I never thought of myself as having a problem in comparison
to how much I saw others drink—but the point of this is not comparison. While I
may not have had issues with drinking to excess, I personally struggled with the
reasons for why I was drinking to
begin with.
I drank to not feel pain.
I drank to fall asleep at night when my mind kept me awake.
I drank to ignore my depression—to lessen my anxiety about
writing, about life, about relationships.
I was actually an RA at this time. And I was pretty good at
hiding my depression around my residents because I ignore whatever issues I was
dealing with in order to help them with their issues. And that only made things
worse for me. I was taking in a lot of emotions and not letting any of mine out
constructively. Except through drinking.
And of course I didn’t want anyone to think of it as an
actual issue, so I’d often sneak alcohol into my room—like my underage
residents would do. I was ashamed. I
didn’t want to admit to anyone that I was struggling with a hidden drinking
problem.
The issue only perpetuated further when I was teaching high
school English. I would read so many stories of students struggling with the
realities of their own lives, which made it more difficult for me to process my
own life. So I drank. Every night I would come home, decompress, drink, grade,
drink, and sleep.
I wasn’t happy. I wasn't healthy. I wasn't me.

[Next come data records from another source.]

#![doc = "archive-republish-core: core pipeline for archive-republish."]

//! This crate holds the archive extraction and selective republish pipeline.
//! Object store clients, event decoding and CLI glue live in the `archive-republish` crate;
//! the pipeline only depends on the [`contract::ObjectStore`] trait.
//!
//! # Usage
//! Build a [`pipeline::Pipeline`] from an `ObjectStore` and a [`config::PipelineConfig`],
//! then call [`pipeline::Pipeline::run`] once per archive.

pub mod archive;
pub mod cancel;
pub mod config;
pub mod contract;
pub mod error;
pub mod filter;
pub mod key;
pub mod memory;
pub mod pipeline;
pub mod staging;
use crate::contract::{DestinationReference, ObjectStore, SourceReference};
use crate::error::StoreError;
use async_trait::async_trait;
use std::collections::BTreeMap;
use std::path::Path;
use std::sync::Arc;
use tokio::sync::RwLock;

#[derive(Debug, Clone, PartialEq, Eq)]
pub struct StoredObject {
    pub data: Vec<u8>,
    pub media_type: String,
}

/// In-memory object store.
///
/// Objects live in a BTreeMap keyed by (bucket, key), which gives deterministic listing
/// order. Clones share the same map, so a test can keep one clone for assertions while
/// the pipeline owns another.
#[derive(Debug, Clone, Default)]
pub struct InMemoryStore {
    objects: Arc<RwLock<BTreeMap<(String, String), StoredObject>>>,
}

impl InMemoryStore {
    pub fn new() -> Self {
        Self::default()
    }

    /// Seed or replace an object.
    pub async fn put(&self, bucket: &str, key: &str, data: Vec<u8>, media_type: &str) {
        let mut objects = self.objects.write().await;
        objects.insert(
            (bucket.to_string(), key.to_string()),
            StoredObject {
                data,
                media_type: media_type.to_string(),
            },
        );
    }

    pub async fn get(&self, bucket: &str, key: &str) -> Option<StoredObject> {
        let objects = self.objects.read().await;
        objects.get(&(bucket.to_string(), key.to_string())).cloned()
    }

    /// Keys in `bucket`, sorted.
    pub async fn keys(&self, bucket: &str) -> Vec<String> {
        let objects = self.objects.read().await;
        objects
            .keys()
            .filter(|(b, _)| b == bucket)
            .map(|(_, k)| k.clone())
            .collect()
    }

    pub async fn len(&self) -> usize {
        self.objects.read().await.len()
    }

    pub async fn is_empty(&self) -> bool {
        self.objects.read().await.is_empty()
    }
}

fn validate(bucket: &str, key: &str) -> Result<(), StoreError> {
    if bucket.is_empty() {
        return Err(StoreError::NotFound("bucket must be non-empty".into()));
    }
    if key.is_empty() {
        return Err(StoreError::NotFound("key must be non-empty".into()));
    }
    Ok(())
}

#[async_trait]
impl ObjectStore for InMemoryStore {
    async fn download(
        &self,
        source: &SourceReference,
        destination: &Path,
    ) -> Result<(), StoreError> {
        validate(&source.bucket, &source.key)?;
        let object = self
            .get(&source.bucket, &source.key)
            .await
            .ok_or_else(|| StoreError::NotFound(source.to_string()))?;
        tokio::fs::write(destination, &object.data)
            .await
            .map_err(|e| StoreError::Transient(format!("writing {}: {e}", destination.display())))
    }

    async fn upload(
        &self,
        content: Vec<u8>,
        destination: &DestinationReference,
    ) -> Result<(), StoreError> {
        validate(&destination.bucket, &destination.key)?;
        self.put(
            &destination.bucket,
            &destination.key,
            content,
            &destination.media_type,
        )
        .await;
        Ok(())
    }
}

I felt I was destroying myself.
I struggled to go in to teach every day
because I felt as though I couldn’t actually connect with my students because I
was losing track of who I was as a person.
The interesting thing is that during all of this, when I
would talk to friends about drinking, many of them would say, “Oh, but you
hardly drink—”
And in my head, I would reply, “Yeah, that you know of.”
Even if I tried to explain the extent to which drinking was a private activity for me, I know that many of my friends would have never understood.
So I kept it hidden.
Sometimes life is dirty. [Photo: Luke Wenker.] |
After a few years of what turned out to be meaningless
“romantic relationships” that ultimately destroyed trust in myself and
relationships in general—for various reasons, many of which are my fault. I own
that. Alas, while I was being reckless with my body, I recognized that I didn’t
like who I was becoming, so I reached out for help for the first time in my
life by going to Oregon State University’s Counseling and Psychological
Services.
I maintained going to counseling while I was an RA, stopped
for a few months, and then continued during my student body presidency, and
concluded counseling through being a high school teacher.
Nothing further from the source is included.